UDP is a simple datagram oriented protocol, which provides "best effort service" to transfer messages between hosts. It may lose messages, and no attempt is made to retransmit lost messages. The BSD-syslog protocol traditionally uses UDP.
Use UDP only if you have no other choice.
TCP provides connection-oriented service: the client and the server establish a connection, each message is acknowledged, and lost packets are resent. TCP can detect lost connections, and messages are lost, only if the TCP connection breaks. When a TCP connection is broken, messages that the client has sent but were not yet received on the server are lost.
The syslog-ng application supports TLS (Transport Layer Security, also known as SSL) over TCP. For details, see Encrypting log messages with TLS.

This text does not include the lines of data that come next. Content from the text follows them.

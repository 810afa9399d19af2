//! Measures are the named, typed quantities producers record values against.
//!
//! A [`Measure`] is created once through a [`MeasureRegistry`] and then used to build
//! [`Measurement`]s with [`Measure::m`]. Views reference the type-erased [`MeasureDescriptor`].

use std::{collections::HashMap, fmt, marker::PhantomData, sync::Arc};

use parking_lot::RwLock;

use crate::{
    error::{Result, StatsError},
    private::Sealed,
};

/// The numeric kind of a measure.
#[derive(Debug, Clone, Copy, PartialEq, Eq, Hash)]
pub enum NumericKind {
    Int64,
    Float64,
}

impl fmt::Display for NumericKind {
    fn fmt(&self, f: &mut fmt::Formatter<'_>) -> fmt::Result {
        match self {
            Self::Int64 => write!(f, "int64"),
            Self::Float64 => write!(f, "float64"),
        }
    }
}

/// A single recorded value, tagged with the numeric kind of its measure.
#[derive(Debug, Clone, Copy, PartialEq)]
pub enum Value {
    Int(i64),
    Float(f64),
}

impl Value {
    /// The value as a float, the representation used by exporters.
    pub fn as_f64(self) -> f64 {
        match self {
            Self::Int(v) => v as f64,
            Self::Float(v) => v,
        }
    }

    pub(crate) fn zero(kind: NumericKind) -> Self {
        match kind {
            NumericKind::Int64 => Self::Int(0),
            NumericKind::Float64 => Self::Float(0.0),
        }
    }

    /// Adds `other` to this value. Integer sums saturate instead of wrapping.
    pub(crate) fn add(self, other: Self) -> Self {
        match (self, other) {
            (Self::Int(a), Self::Int(b)) => Self::Int(a.saturating_add(b)),
            (a, b) => Self::Float(a.as_f64() + b.as_f64()),
        }
    }
}

/// A marker trait for numbers that can back a measure.
/// Supported types: `i64`, `f64`
pub trait MeasureNumber: Copy + Send + Sync + 'static + Sealed {
    /// The numeric kind of measures backed by this type.
    const KIND: NumericKind;

    fn into_value(self) -> Value;
}

impl MeasureNumber for i64 {
    const KIND: NumericKind = NumericKind::Int64;

    fn into_value(self) -> Value {
        Value::Int(self)
    }
}

impl MeasureNumber for f64 {
    const KIND: NumericKind = NumericKind::Float64;

    fn into_value(self) -> Value {
        Value::Float(self)
    }
}

/// Internal conversion trait to allow ergonomic value passing (e.g., `u32`, `usize`).
/// This enables library users to call `measure.m(queue.len())` without manual casts.
pub trait IntoNumber<T>: Sealed {
    fn into_number(self) -> T;
}

impl<T: Sealed> IntoNumber<T> for T {
    #[inline]
    fn into_number(self) -> T {
        self
    }
}

/// Macro to implement `IntoNumber<Out>` for a type `In`.
macro_rules! impl_into_number {
    ($in_ty:ty => $out_ty:ty) => {
        impl $crate::measure::IntoNumber<$out_ty> for $in_ty {
            #[inline]
            fn into_number(self) -> $out_ty {
                self as $out_ty
            }
        }
    };
}

// auto casts to i64
impl_into_number!(i32 => i64);
impl_into_number!(u32 => i64);
impl_into_number!(usize => i64);

// auto casts to f64
impl_into_number!(i32 => f64);
impl_into_number!(u32 => f64);
impl_into_number!(usize => f64);
impl_into_number!(f32 => f64);

/// The type-erased description of a measure, shared between the registry, measure handles and
/// views.
#[derive(Debug, PartialEq, Eq)]
pub struct MeasureDescriptor {
    name: String,
    description: String,
    unit: String,
    kind: NumericKind,
}

impl MeasureDescriptor {
    pub fn name(&self) -> &str {
        &self.name
    }

    pub fn description(&self) -> &str {
        &self.description
    }

    pub fn unit(&self) -> &str {
        &self.unit
    }

    pub fn kind(&self) -> NumericKind {
        self.kind
    }
}

/// A typed handle to a registered measure. Cheap to clone.
#[derive(Debug)]
pub struct Measure<N: MeasureNumber> {
    desc: Arc<MeasureDescriptor>,
    _number: PhantomData<fn() -> N>,
}

impl<N: MeasureNumber> Clone for Measure<N> {
    fn clone(&self) -> Self {
        Self { desc: Arc::clone(&self.desc), _number: PhantomData }
    }
}

impl<N: MeasureNumber> Measure<N> {
    /// Create a measurement of this measure with the given value.
    pub fn m(&self, value: impl IntoNumber<N>) -> Measurement {
        Measurement { measure: Arc::clone(&self.desc), value: value.into_number().into_value() }
    }

    pub fn name(&self) -> &str {
        &self.desc.name
    }

    pub fn descriptor(&self) -> &Arc<MeasureDescriptor> {
        &self.desc
    }
}

/// A value recorded against a measure. Built with [`Measure::m`] and consumed by
/// [`crate::Recorder::record`].
#[derive(Debug, Clone)]
pub struct Measurement {
    measure: Arc<MeasureDescriptor>,
    value: Value,
}

impl Measurement {
    pub fn measure(&self) -> &MeasureDescriptor {
        &self.measure
    }

    pub fn value(&self) -> Value {
        self.value
    }

    pub(crate) fn descriptor(&self) -> &Arc<MeasureDescriptor> {
        &self.measure
    }
}

/// An append-only registry of measures, keyed by name.
///
/// Cloning the registry yields another handle to the same set of measures.
#[derive(Debug, Clone, Default)]
pub struct MeasureRegistry {
    measures: Arc<RwLock<HashMap<String, Arc<MeasureDescriptor>>>>,
}

impl MeasureRegistry {
    pub fn new() -> Self {
        Self::default()
    }

    /// Define a new measure. The numeric kind follows the type parameter:
    ///
    /// ```rust
    /// use statsview::MeasureRegistry;
    ///
    /// let registry = MeasureRegistry::new();
    /// let latency = registry.define::<f64>("my.org/measures/latency", "request latency", "ms")?;
    /// let videos = registry.define::<i64>("my.org/measures/video_count", "processed videos", "")?;
    /// # Ok::<_, statsview::StatsError>(())
    /// ```
    pub fn define<N: MeasureNumber>(
        &self,
        name: impl Into<String>,
        description: impl Into<String>,
        unit: impl Into<String>,
    ) -> Result<Measure<N>> {
        let name = name.into();
        if name.is_empty() {
            return Err(StatsError::InvalidName(name));
        }

        let mut measures = self.measures.write();
        if measures.contains_key(&name) {
            return Err(StatsError::DuplicateMeasure(name));
        }

        let desc = Arc::new(MeasureDescriptor {
            name: name.clone(),
            description: description.into(),
            unit: unit.into(),
            kind: N::KIND,
        });
        measures.insert(name, Arc::clone(&desc));

        Ok(Measure { desc, _number: PhantomData })
    }

    /// Look up a measure by name.
    pub fn lookup(&self, name: &str) -> Result<Arc<MeasureDescriptor>> {
        self.measures
            .read()
            .get(name)
            .cloned()
            .ok_or_else(|| StatsError::MeasureNotFound(name.to_owned()))
    }

    /// Whether `desc` is the exact descriptor registered here under its name.
    pub(crate) fn contains(&self, desc: &Arc<MeasureDescriptor>) -> bool {
        self.measures.read().get(desc.name()).is_some_and(|known| Arc::ptr_eq(known, desc))
    }
}
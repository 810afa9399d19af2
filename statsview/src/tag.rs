use std::{collections::BTreeMap, fmt};

use crate::error::{Result, StatsError};

const MAX_KEY_LEN: usize = 255;

/// A validated tag key. Views group their rows by tag keys.
#[derive(Debug, Clone, PartialEq, Eq, PartialOrd, Ord, Hash)]
pub struct TagKey(String);

impl TagKey {
    /// Create a tag key. Keys must be 1-255 printable ASCII characters.
    pub fn new(name: impl Into<String>) -> Result<Self> {
        let name = name.into();
        let valid = !name.is_empty() &&
            name.len() <= MAX_KEY_LEN &&
            name.bytes().all(|b| b.is_ascii_graphic() || b == b' ');
        if !valid {
            return Err(StatsError::InvalidTagKey(name));
        }

        Ok(Self(name))
    }

    pub fn name(&self) -> &str {
        &self.0
    }
}

impl fmt::Display for TagKey {
    fn fmt(&self, f: &mut fmt::Formatter<'_>) -> fmt::Result {
        f.write_str(&self.0)
    }
}

/// The set of tags attached to a `record` call.
#[derive(Debug, Clone, Default, PartialEq, Eq)]
pub struct TagSet {
    tags: BTreeMap<TagKey, String>,
}

impl TagSet {
    /// An empty tag set.
    pub fn new() -> Self {
        Self::default()
    }

    /// Insert or replace a tag.
    pub fn insert(&mut self, key: TagKey, value: impl Into<String>) -> &mut Self {
        self.tags.insert(key, value.into());
        self
    }

    /// Builder-style [`TagSet::insert`].
    pub fn with(mut self, key: TagKey, value: impl Into<String>) -> Self {
        self.insert(key, value);
        self
    }

    pub fn get(&self, key: &TagKey) -> Option<&str> {
        self.tags.get(key).map(String::as_str)
    }

    pub fn is_empty(&self) -> bool {
        self.tags.is_empty()
    }

    pub fn len(&self) -> usize {
        self.tags.len()
    }

    pub fn iter(&self) -> impl Iterator<Item = (&TagKey, &str)> {
        self.tags.iter().map(|(k, v)| (k, v.as_str()))
    }

    /// Project this set onto `keys`, in order. Returns `None` if any key is missing.
    pub(crate) fn values_for(&self, keys: &[TagKey]) -> Option<Vec<String>> {
        keys.iter().map(|key| self.tags.get(key).cloned()).collect()
    }
}

impl FromIterator<(TagKey, String)> for TagSet {
    fn from_iter<I: IntoIterator<Item = (TagKey, String)>>(iter: I) -> Self {
        Self { tags: iter.into_iter().collect() }
    }
}
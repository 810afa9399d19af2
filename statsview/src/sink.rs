use std::fmt;

use tracing::info;

use crate::{aggregation::AggregationData, error::SinkError, snapshot::Snapshot};

/// A destination for the snapshots exported by a [`crate::Reporter`].
///
/// Writes run on a blocking thread, one at a time per sink. A failed write is logged by the
/// reporter and the snapshot is dropped.
pub trait Sink: fmt::Debug + Send + Sync + 'static {
    fn write(&self, snapshot: &Snapshot) -> Result<(), SinkError>;
}

/// A sink that logs every row of every snapshot at `INFO` level.
#[derive(Debug, Clone, Copy, Default)]
pub struct LogSink;

impl Sink for LogSink {
    fn write(&self, snapshot: &Snapshot) -> Result<(), SinkError> {
        for data in &snapshot.views {
            for row in &data.rows {
                let tags = row
                    .tags
                    .iter()
                    .map(|(key, value)| format!("{key}={value}"))
                    .collect::<Vec<_>>()
                    .join(",");

                let value = DisplayData(&row.data);
                info!(view = data.view.name(), tags = %tags, %value, "View data");
            }
        }

        Ok(())
    }
}

struct DisplayData<'a>(&'a AggregationData);

impl fmt::Display for DisplayData<'_> {
    fn fmt(&self, f: &mut fmt::Formatter<'_>) -> fmt::Result {
        match self.0 {
            AggregationData::Count(count) => write!(f, "count={count}"),
            AggregationData::Sum(sum) => write!(f, "sum={}", sum.as_f64()),
            AggregationData::LastValue { value, .. } => write!(f, "last={}", value.as_f64()),
            AggregationData::Distribution(dist) => write!(
                f,
                "count={} sum={} mean={} min={} max={}",
                dist.count, dist.sum, dist.mean, dist.min, dist.max
            ),
        }
    }
}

network("<destination-address>" [options]);
The network() destination has a single required parameter that specifies the destination host address where messages should be sent. If name resolution is configured, you can use the hostname of the target server. By default, syslog-ng PE sends messages using the TCP protocol to port 601.
TCP destination that sends messages to 10.1.2.3, port 1999:
destination d_tcp { network("10.1.2.3" port(1999)); };
If name resolution is configured, you can use the hostname of the target server as well.
destination d_tcp { network("target_host" port(1999)); };
TCP destination that sends messages to the ::1 IPv6 address, port 2222.
destination d_tcp6 { network( "::1" port(2222) transport(tcp) ip-protocol(6) ); };
To send messages using the IETF-syslog message format without using the IETF-syslog protocol, enable the syslog-protocol flag. (For details on how to use the IETF-syslog protocol, see syslog() destination options.)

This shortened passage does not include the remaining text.